Many machine learning problems involve thousands or even millions
of features for each training instance.


Not only do all these features make training extremely slow,
but they can also make it much harder to find a good solution.


This problem is often referred to as the **curse of dimensionality**.


Fortunately, in real-world problems, it is often possible
to reduce the number of features considerably,
turning an intractable problem into a tractable one.


For example, consider the MNIST images.


Pixels on the image borders are almost always white,
so they can be dropped without losing much information.


Additionally, neighboring pixels are often highly correlated.


If two neighboring pixels are merged into one
(for example, by averaging their intensities),
little information is lost while redundancy is reduced.


Removing redundancy can sometimes reduce noise
and improve model performance.


### ⚠️ WARNING


Reducing dimensionality can also drop useful information.


This is similar to compressing an image to JPEG:
the file becomes smaller, but quality may degrade.


If dimensionality is reduced too aggressively,
model performance may suffer.


Moreover, some models—such as neural networks—
can handle high-dimensional data efficiently.


These models can often learn useful representations
and reduce dimensionality internally.


As a result, dimensionality reduction is not always helpful
and should be applied thoughtfully.


As a result, dimensionality reduction is not always helpful
and should be applied thoughtfully.


Dimensionality reduction is also extremely useful
for data visualization.


Reducing data to two or three dimensions
makes it possible to plot high-dimensional datasets.


Visualization often reveals patterns such as clusters,
outliers, or nonlinear structures.


This is especially important when communicating results
to non–data scientists and decision makers.
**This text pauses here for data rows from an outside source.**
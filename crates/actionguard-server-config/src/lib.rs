// Copyright (c) 2025 Geoffrey Huntley <ghuntley@ghuntley.com>. All rights reserved.
// SPDX-License-Identifier: Proprietary

//! Configuration for the ActionGuard crash pipeline.
//!
//! This crate provides:
//! - Layered configuration from defaults, a TOML file and the environment
//! - Consistent environment variable naming (`ACTIONGUARD_<SECTION>_<FIELD>`)
//! - Secrets loaded with `*_FILE` support and redacted in logs
//!
//! # Usage
//!
//! ```ignore
//! use actionguard_server_config::load_config;
//!
//! let config = load_config()?;
//! println!("database: {}", config.database.url);
//! ```

pub mod error;
pub mod layer;
pub mod sections;
pub mod sources;

pub use error::ConfigError;
pub use layer::ServerConfigLayer;
pub use sections::*;
pub use sources::{ConfigSource, DefaultsSource, EnvSource, Precedence, TomlSource};

use std::path::PathBuf;

use tracing::{debug, info};

/// Fully resolved configuration.
#[derive(Debug, Clone, Default)]
pub struct ServerConfig {
	pub database: DatabaseConfig,
	/// `None` when the source host is not configured.
	pub github: Option<GithubSettings>,
	/// `None` runs pattern extraction only.
	pub gemini: Option<GeminiSettings>,
	pub pipeline: PipelineSettings,
	pub logging: LoggingConfig,
}

/// Load configuration with standard precedence.
///
/// Precedence (highest to lowest):
/// 1. Environment variables (`ACTIONGUARD_*`, `GITHUB_TOKEN`, `GEMINI_API_KEY`)
/// 2. Config file (`/etc/actionguard/server.toml`)
/// 3. Built-in defaults
pub fn load_config() -> Result<ServerConfig, ConfigError> {
	load_from_sources(vec![
		Box::new(DefaultsSource),
		Box::new(TomlSource::system()),
		Box::new(EnvSource),
	])
}

/// Load configuration with a custom config file path.
pub fn load_config_with_file(config_path: impl Into<PathBuf>) -> Result<ServerConfig, ConfigError> {
	load_from_sources(vec![
		Box::new(DefaultsSource),
		Box::new(TomlSource::new(config_path)),
		Box::new(EnvSource),
	])
}

/// Merge the given sources in precedence order and resolve the result.
pub fn load_from_sources(
	mut sources: Vec<Box<dyn ConfigSource>>,
) -> Result<ServerConfig, ConfigError> {
	sources.sort_by_key(|s| s.precedence());

	let mut merged = ServerConfigLayer::default();
	for source in sources {
		debug!(source = source.name(), "loading configuration source");
		merged.merge(source.load()?);
	}

	finalize(merged)
}

fn finalize(layer: ServerConfigLayer) -> Result<ServerConfig, ConfigError> {
	let database = layer.database.unwrap_or_default().finalize();
	let github = layer.github.and_then(|l| l.finalize());
	let gemini = layer.gemini.and_then(|l| l.finalize());
	let pipeline = layer.pipeline.unwrap_or_default().finalize()?;
	let logging = layer.logging.unwrap_or_default().finalize();

	info!(
		database = %database.url,
		github_configured = github.is_some(),
		gemini_configured = gemini.is_some(),
		batch_size = pipeline.batch_size,
		concurrency = pipeline.concurrency,
		"configuration loaded"
	);

	Ok(ServerConfig {
		database,
		github,
		gemini,
		pipeline,
		logging,
	})
}
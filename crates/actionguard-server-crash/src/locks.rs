// Copyright (c) 2025 Geoffrey Huntley <ghuntley@ghuntley.com>. All rights reserved.
// SPDX-License-Identifier: Proprietary

//! In-process keyed mutexes.

use std::collections::HashMap;
use std::hash::Hash;
use std::sync::{Arc, Mutex};

use tokio::sync::{Mutex as AsyncMutex, OwnedMutexGuard};

/// One async mutex per key, created on demand.
///
/// Entries nobody holds or waits on are pruned on the next acquisition.
pub struct KeyedLocks<K> {
	locks: Mutex<HashMap<K, Arc<AsyncMutex<()>>>>,
}

impl<K: Eq + Hash + Clone> KeyedLocks<K> {
	pub fn new() -> Self {
		Self {
			locks: Mutex::new(HashMap::new()),
		}
	}

	pub async fn lock(&self, key: &K) -> OwnedMutexGuard<()> {
		let lock = {
			let mut locks = self.locks.lock().unwrap_or_else(|e| e.into_inner());
			locks.retain(|k, l| k == key || Arc::strong_count(l) > 1);
			locks
				.entry(key.clone())
				.or_insert_with(|| Arc::new(AsyncMutex::new(())))
				.clone()
		};
		lock.lock_owned().await
	}

	pub fn len(&self) -> usize {
		self.locks.lock().unwrap_or_else(|e| e.into_inner()).len()
	}

	pub fn is_empty(&self) -> bool {
		self.len() == 0
	}
}

impl<K: Eq + Hash + Clone> Default for KeyedLocks<K> {
	fn default() -> Self {
		Self::new()
	}
}

#[cfg(test)]
mod tests {
	use super::*;
	use std::sync::atomic::{AtomicU32, Ordering};
	use std::time::Duration;

	#[tokio::test]
	async fn same_key_is_serialized() {
		let locks = Arc::new(KeyedLocks::<String>::new());
		let inside = Arc::new(AtomicU32::new(0));
		let max_inside = Arc::new(AtomicU32::new(0));

		let mut handles = Vec::new();
		for _ in 0..8 {
			let locks = locks.clone();
			let inside = inside.clone();
			let max_inside = max_inside.clone();
			handles.push(tokio::spawn(async move {
				let _guard = locks.lock(&"checkout_submit".to_string()).await;
				let now = inside.fetch_add(1, Ordering::SeqCst) + 1;
				max_inside.fetch_max(now, Ordering::SeqCst);
				tokio::time::sleep(Duration::from_millis(2)).await;
				inside.fetch_sub(1, Ordering::SeqCst);
			}));
		}
		for handle in handles {
			handle.await.unwrap();
		}

		assert_eq!(max_inside.load(Ordering::SeqCst), 1);
	}

	#[tokio::test]
	async fn different_keys_do_not_block() {
		let locks = KeyedLocks::<u32>::new();
		let _a = locks.lock(&1).await;
		let b = tokio::time::timeout(Duration::from_millis(100), locks.lock(&2)).await;
		assert!(b.is_ok());
	}

	#[tokio::test]
	async fn released_entries_are_pruned() {
		let locks = KeyedLocks::<u32>::new();
		{
			let _a = locks.lock(&1).await;
		}
		let _b = locks.lock(&2).await;
		assert_eq!(locks.len(), 1);
	}
}
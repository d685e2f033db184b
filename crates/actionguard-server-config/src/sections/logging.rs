// Copyright (c) 2025 Geoffrey Huntley <ghuntley@ghuntley.com>. All rights reserved.
// SPDX-License-Identifier: Proprietary

//! Logging configuration.

use serde::Deserialize;

#[derive(Debug, Clone, Copy, PartialEq, Eq, Default)]
pub enum LogFormat {
	#[default]
	Pretty,
	Json,
}

#[derive(Debug, Clone)]
pub struct LoggingConfig {
	/// Fallback filter when `RUST_LOG` is unset.
	pub level: String,
	pub format: LogFormat,
}

impl Default for LoggingConfig {
	fn default() -> Self {
		Self {
			level: "info".to_string(),
			format: LogFormat::Pretty,
		}
	}
}

#[derive(Debug, Clone, Default, Deserialize)]
pub struct LoggingConfigLayer {
	#[serde(default)]
	pub level: Option<String>,
	#[serde(default)]
	pub json: Option<bool>,
}

impl LoggingConfigLayer {
	pub fn merge(&mut self, other: Self) {
		if other.level.is_some() {
			self.level = other.level;
		}
		if other.json.is_some() {
			self.json = other.json;
		}
	}

	pub fn finalize(self) -> LoggingConfig {
		LoggingConfig {
			level: self.level.unwrap_or_else(|| "info".to_string()),
			format: if self.json.unwrap_or(false) {
				LogFormat::Json
			} else {
				LogFormat::Pretty
			},
		}
	}
}
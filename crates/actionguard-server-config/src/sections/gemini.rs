// Copyright (c) 2025 Geoffrey Huntley <ghuntley@ghuntley.com>. All rights reserved.
// SPDX-License-Identifier: Proprietary

//! Generative model (Gemini) configuration section.

use actionguard_common_config::SecretString;
use serde::Deserialize;

const DEFAULT_MODEL: &str = "gemini-1.5-flash";
const DEFAULT_BASE_URL: &str = "https://generativelanguage.googleapis.com";
const DEFAULT_TIMEOUT_SECS: u64 = 30;

#[derive(Debug, Clone, Default, Deserialize)]
pub struct GeminiConfigLayer {
	#[serde(default)]
	pub api_key: Option<SecretString>,
	#[serde(default)]
	pub model: Option<String>,
	#[serde(default)]
	pub base_url: Option<String>,
	#[serde(default)]
	pub timeout_secs: Option<u64>,
	/// Set to false to run pattern extraction only even with a key present.
	#[serde(default)]
	pub enabled: Option<bool>,
}

impl GeminiConfigLayer {
	pub fn merge(&mut self, other: Self) {
		if other.api_key.is_some() {
			self.api_key = other.api_key;
		}
		if other.model.is_some() {
			self.model = other.model;
		}
		if other.base_url.is_some() {
			self.base_url = other.base_url;
		}
		if other.timeout_secs.is_some() {
			self.timeout_secs = other.timeout_secs;
		}
		if other.enabled.is_some() {
			self.enabled = other.enabled;
		}
	}

	/// `None` when no API key is configured or the model is disabled.
	pub fn finalize(self) -> Option<GeminiSettings> {
		if self.enabled == Some(false) {
			return None;
		}
		self.api_key.map(|api_key| GeminiSettings {
			api_key,
			model: self.model.unwrap_or_else(|| DEFAULT_MODEL.to_string()),
			base_url: self.base_url.unwrap_or_else(|| DEFAULT_BASE_URL.to_string()),
			timeout_secs: self.timeout_secs.unwrap_or(DEFAULT_TIMEOUT_SECS),
		})
	}
}

#[derive(Debug, Clone)]
pub struct GeminiSettings {
	pub api_key: SecretString,
	pub model: String,
	pub base_url: String,
	pub timeout_secs: u64,
}

#[cfg(test)]
mod tests {
	use super::*;

	#[test]
	fn finalize_none_without_key() {
		let layer = GeminiConfigLayer {
			model: Some("gemini-2.0-flash".to_string()),
			..Default::default()
		};
		assert!(layer.finalize().is_none());
	}

	#[test]
	fn finalize_with_key_uses_defaults() {
		let layer = GeminiConfigLayer {
			api_key: Some(SecretString::new("key".to_string())),
			..Default::default()
		};
		let settings = layer.finalize().unwrap();
		assert_eq!(settings.model, "gemini-1.5-flash");
		assert_eq!(settings.timeout_secs, 30);
	}

	#[test]
	fn disabled_wins_over_key() {
		let layer = GeminiConfigLayer {
			api_key: Some(SecretString::new("key".to_string())),
			enabled: Some(false),
			..Default::default()
		};
		assert!(layer.finalize().is_none());
	}
}
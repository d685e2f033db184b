// Copyright (c) 2025 Geoffrey Huntley <ghuntley@ghuntley.com>. All rights reserved.
// SPDX-License-Identifier: Proprietary

//! Component reconciliation and operator actions.
//!
//! Reconciliation attaches a resolved crash to the component named by its
//! action identifier and keeps the component's aggregate crash count and
//! status in step with its error records. Each state change runs in one
//! database transaction and is serialized per component by an in-process
//! keyed lock.

use std::sync::Arc;

use actionguard_crash_core::{
	normalize_app_version, ActionExtraction, Component, ComponentErrorId, ComponentId,
	ComponentStatus, CrashLocation, CrashReport, CrashResolution, ProjectId,
};
use serde_json::json;
use tracing::{info, instrument, warn};

use crate::error::{CrashServerError, Result};
use crate::locks::KeyedLocks;
use crate::repository::{AppliedCrash, CrashApplication, CrashRepository};

/// Reason stored against crashes whose extraction yielded no usable id.
pub const NO_ACTION_ID_FOUND: &str = "no action id found";

/// Result of reconciling one crash.
#[derive(Debug, Clone)]
pub enum ReconcileOutcome {
	Linked(AppliedCrash),
	Unlinked { reason: String },
}

/// Summary of [`Reconciler::recompute_all`].
#[derive(Debug, Clone, Default)]
pub struct RecomputeSummary {
	pub components: usize,
	pub status_changes: usize,
	pub failures: Vec<(ComponentId, String)>,
}

pub struct Reconciler {
	repository: Arc<dyn CrashRepository>,
	locks: KeyedLocks<(ProjectId, String)>,
}

impl Reconciler {
	pub fn new(repository: Arc<dyn CrashRepository>) -> Self {
		Self {
			repository,
			locks: KeyedLocks::new(),
		}
	}

	pub fn repository(&self) -> &Arc<dyn CrashRepository> {
		&self.repository
	}

	/// Attach a crash to its component, or record why it stays unlinked.
	///
	/// Re-running for the same crash id leaves every count unchanged.
	#[instrument(skip(self, crash, location, extraction), fields(crash_id = %crash.id))]
	pub async fn reconcile(
		&self,
		crash: &CrashReport,
		location: Option<&CrashLocation>,
		extraction: &ActionExtraction,
	) -> Result<ReconcileOutcome> {
		let Some(action_id) = extraction.usable_action_id() else {
			let resolution = CrashResolution::unlinked(NO_ACTION_ID_FOUND)
				.with_location(location.cloned())
				.with_extraction(Some(extraction.clone()));
			self.repository.record_resolution(crash.id, &resolution).await?;
			info!(confidence = %extraction.confidence, "crash left unlinked: {NO_ACTION_ID_FOUND}");
			return Ok(ReconcileOutcome::Unlinked {
				reason: NO_ACTION_ID_FOUND.to_string(),
			});
		};

		let application = CrashApplication {
			crash_id: crash.id,
			project_id: crash.project_id,
			action_id: action_id.to_string(),
			display_name: extraction.display_name.clone(),
			error_message: crash.error_message.clone(),
			stack_trace: crash.stack_trace.clone(),
			app_version: normalize_app_version(crash.app_version.as_deref()),
			event_count: crash.effective_event_count(),
			metadata: json!({
				"crash_id": crash.id,
				"extraction": extraction,
				"location": location,
			}),
			location: location.cloned(),
			extraction: extraction.clone(),
		};

		let _guard = self
			.locks
			.lock(&(crash.project_id, application.action_id.clone()))
			.await;
		let applied = self.repository.apply_crash(&application).await?;

		info!(
			action_id = %application.action_id,
			component_id = %applied.component.id,
			error_id = %applied.error_id,
			created_component = applied.created_component,
			first_application = applied.first_application,
			crash_count = applied.component.crash_count,
			status = %applied.component.status,
			"crash linked to component"
		);
		Ok(ReconcileOutcome::Linked(applied))
	}

	/// Pin a component's status. Automatic recomputes leave it alone afterwards.
	#[instrument(skip(self), fields(component_id = %id, status = %status))]
	pub async fn set_component_status(&self, id: ComponentId, status: ComponentStatus) -> Result<Component> {
		let component = self.require_component(id).await?;
		let _guard = self.lock_component(&component).await;
		let component = self.repository.set_status_override(id, Some(status)).await?;
		info!("component status pinned by operator");
		Ok(component)
	}

	/// Release an operator override and re-derive status from the aggregate.
	#[instrument(skip(self), fields(component_id = %id))]
	pub async fn clear_status_override(&self, id: ComponentId) -> Result<Component> {
		let component = self.require_component(id).await?;
		let _guard = self.lock_component(&component).await;
		let component = self.repository.set_status_override(id, None).await?;
		info!(status = %component.status, "component status override cleared");
		Ok(component)
	}

	/// Archive an error record and recompute its component.
	#[instrument(skip(self), fields(error_id = %id))]
	pub async fn archive_error(&self, id: ComponentErrorId) -> Result<Component> {
		let error = self
			.repository
			.get_component_error(id)
			.await?
			.ok_or_else(|| CrashServerError::ErrorNotFound(id.to_string()))?;
		let component = self.require_component(error.component_id).await?;
		let _guard = self.lock_component(&component).await;
		let component = self.repository.set_error_archived(id, true).await?;
		info!(
			component_id = %component.id,
			crash_count = component.crash_count,
			"component error archived"
		);
		Ok(component)
	}

	/// Resync every component's aggregate and status.
	///
	/// A failing component is reported in the summary and does not stop the sweep.
	#[instrument(skip(self))]
	pub async fn recompute_all(&self, project_id: Option<ProjectId>) -> Result<RecomputeSummary> {
		let components = self.repository.list_components(project_id).await?;
		let mut summary = RecomputeSummary {
			components: components.len(),
			..RecomputeSummary::default()
		};

		for component in components {
			let _guard = self.lock_component(&component).await;
			match self.repository.recompute_component(component.id).await {
				Ok(updated) => {
					if updated.status != component.status {
						summary.status_changes += 1;
					}
				}
				Err(e) => {
					warn!(component_id = %component.id, error = %e, "recompute failed");
					summary.failures.push((component.id, e.to_string()));
				}
			}
		}

		info!(
			components = summary.components,
			status_changes = summary.status_changes,
			failures = summary.failures.len(),
			"recompute complete"
		);
		Ok(summary)
	}

	/// Status lookup for SDK polling. Unknown identifiers are active.
	#[instrument(skip(self, identifiers), fields(project_id = %project_id, count = identifiers.len()))]
	pub async fn component_statuses(
		&self,
		project_id: ProjectId,
		identifiers: &[String],
	) -> Result<Vec<(String, ComponentStatus)>> {
		let known = self
			.repository
			.list_component_statuses(project_id, identifiers)
			.await?;

		Ok(identifiers
			.iter()
			.map(|identifier| {
				let status = known
					.iter()
					.find(|(known_id, _)| known_id == identifier)
					.map(|(_, status)| *status)
					.unwrap_or_default();
				(identifier.clone(), status)
			})
			.collect())
	}

	/// Count guarded action invocations for crash-rate statistics.
	///
	/// Returns false when no component exists for the identifier yet.
	#[instrument(skip(self), fields(project_id = %project_id, identifier = %identifier))]
	pub async fn record_action_invocation(
		&self,
		project_id: ProjectId,
		identifier: &str,
		app_version: Option<&str>,
		count: u64,
	) -> Result<bool> {
		let Some(component) = self
			.repository
			.get_component_by_identifier(project_id, identifier)
			.await?
		else {
			warn!("invocation for unknown component ignored");
			return Ok(false);
		};

		let app_version = normalize_app_version(app_version);
		self.repository
			.increment_action_count(component.id, &app_version, count.max(1))
			.await?;
		Ok(true)
	}

	async fn require_component(&self, id: ComponentId) -> Result<Component> {
		self.repository
			.get_component(id)
			.await?
			.ok_or_else(|| CrashServerError::ComponentNotFound(id.to_string()))
	}

	async fn lock_component(&self, component: &Component) -> tokio::sync::OwnedMutexGuard<()> {
		self.locks
			.lock(&(component.project_id, component.identifier.clone()))
			.await
	}
}
// Copyright (c) 2025 Geoffrey Huntley <ghuntley@ghuntley.com>. All rights reserved.
// SPDX-License-Identifier: Proprietary

//! GitHub API wire types.

use base64::Engine;
use serde::{Deserialize, Serialize};

use crate::error::GithubError;

/// Response of `GET /repos/{owner}/{repo}/contents/{path}` for a file.
#[derive(Debug, Clone, Serialize, Deserialize)]
pub struct FileContents {
	pub path: String,
	#[serde(default)]
	pub sha: Option<String>,
	#[serde(default)]
	pub size: Option<u64>,
	#[serde(default)]
	pub encoding: Option<String>,
	#[serde(default)]
	pub content: Option<String>,
}

impl FileContents {
	/// Decode the transported content into UTF-8 text.
	///
	/// GitHub wraps base64 content at 60 columns, so whitespace is removed
	/// before decoding.
	pub fn decode(&self) -> Result<String, GithubError> {
		let raw = self.content.as_deref().unwrap_or_default();
		match self.encoding.as_deref() {
			Some("base64") | None => {
				let compact: String = raw.chars().filter(|c| !c.is_whitespace()).collect();
				let bytes = base64::engine::general_purpose::STANDARD
					.decode(compact)
					.map_err(|e| GithubError::InvalidResponse(format!("base64 content: {e}")))?;
				String::from_utf8(bytes)
					.map_err(|e| GithubError::InvalidResponse(format!("non UTF-8 content: {e}")))
			}
			Some("utf-8") | Some("utf8") => Ok(raw.to_string()),
			Some(other) => Err(GithubError::InvalidResponse(format!(
				"unsupported content encoding '{other}'"
			))),
		}
	}
}

/// Response of `GET /search/code`.
#[derive(Debug, Clone, Default, Serialize, Deserialize)]
pub struct CodeSearchResponse {
	#[serde(default)]
	pub total_count: u64,
	#[serde(default)]
	pub incomplete_results: bool,
	#[serde(default)]
	pub items: Vec<CodeSearchItem>,
}

#[derive(Debug, Clone, Serialize, Deserialize)]
pub struct CodeSearchItem {
	pub name: String,
	pub path: String,
	#[serde(default)]
	pub sha: Option<String>,
}

impl CodeSearchResponse {
	/// Paths of the hits, first occurrence wins.
	pub fn unique_paths(&self) -> Vec<String> {
		let mut paths: Vec<String> = Vec::with_capacity(self.items.len());
		for item in &self.items {
			if !paths.contains(&item.path) {
				paths.push(item.path.clone());
			}
		}
		paths
	}
}

#[cfg(test)]
mod tests {
	use super::*;

	#[test]
	fn decodes_wrapped_base64() {
		let contents = FileContents {
			path: "lib/main.dart".to_string(),
			sha: None,
			size: None,
			encoding: Some("base64".to_string()),
			content: Some("dm9pZCBtYWlu\nKCkge30K\n".to_string()),
		};
		assert_eq!(contents.decode().unwrap(), "void main() {}\n");
	}

	#[test]
	fn rejects_unknown_encoding() {
		let contents = FileContents {
			path: "lib/big.dart".to_string(),
			sha: None,
			size: None,
			encoding: Some("none".to_string()),
			content: Some(String::new()),
		};
		assert!(matches!(
			contents.decode(),
			Err(GithubError::InvalidResponse(_))
		));
	}

	#[test]
	fn unique_paths_dedupes_in_order() {
		let response: CodeSearchResponse = serde_json::from_value(serde_json::json!({
			"total_count": 3,
			"items": [
				{"name": "a.dart", "path": "lib/a.dart"},
				{"name": "b.dart", "path": "lib/b.dart"},
				{"name": "a.dart", "path": "lib/a.dart"}
			]
		}))
		.unwrap();
		assert_eq!(response.unique_paths(), vec!["lib/a.dart", "lib/b.dart"]);
	}
}
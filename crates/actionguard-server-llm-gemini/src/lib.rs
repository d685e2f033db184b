// Copyright (c) 2025 Geoffrey Huntley <ghuntley@ghuntley.com>. All rights reserved.
// SPDX-License-Identifier: Proprietary

//! Gemini client for ActionGuard.
//!
//! Asks a Gemini model for the literal action identifier guarding a crash
//! site. [`GeminiClient`] implements [`actionguard_crash_core::ActionIdModel`].

mod client;
mod config;
mod error;
mod prompt;
mod types;

pub use client::GeminiClient;
pub use config::{GeminiConfig, DEFAULT_BASE_URL, DEFAULT_MODEL};
pub use error::GeminiError;
pub use prompt::{build_prompt, parse_reply, PLACEHOLDER_ACTION_ID};
pub use types::{
	GeminiCandidate, GeminiContent, GeminiGenerationConfig, GeminiPart, GeminiRequest,
	GeminiResponse,
};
# The Curse of Dimensionality


We are so used to living in three dimensions
that our intuition fails us in high-dimensional spaces.


Even a simple 4D hypercube is extremely difficult to visualize,
let alone a 200-dimensional ellipsoid in a 1,000-dimensional space.


Figure 7-1 illustrates hypercubes from 0D to 4D:
a point, a segment, a square, a cube, and a tesseract.


Many properties of space behave very differently
as dimensionality increases.


Consider a random point inside a unit square (1 × 1).


There is only about a 0.4% chance that the point
lies within 0.001 of the border.


In other words, points in low-dimensional space
are rarely "extreme" along any dimension.


Now consider a 10,000-dimensional unit hypercube.


The probability that a random point lies within 0.001
of the border exceeds 99.999999%.


In high dimensions, most points lie very close to the border.


### Distances Grow with Dimensionality


Distances between random points also behave strangely
in high-dimensional space.


In a unit square, the average distance between two random points
is approximately 0.52.


In a 3D unit cube, the average distance increases to about 0.66.


But in a 1,000,000-dimensional unit hypercube,
the average distance is about 408.25.


This seems impossible at first:
how can points be so far apart inside a unit hypercube?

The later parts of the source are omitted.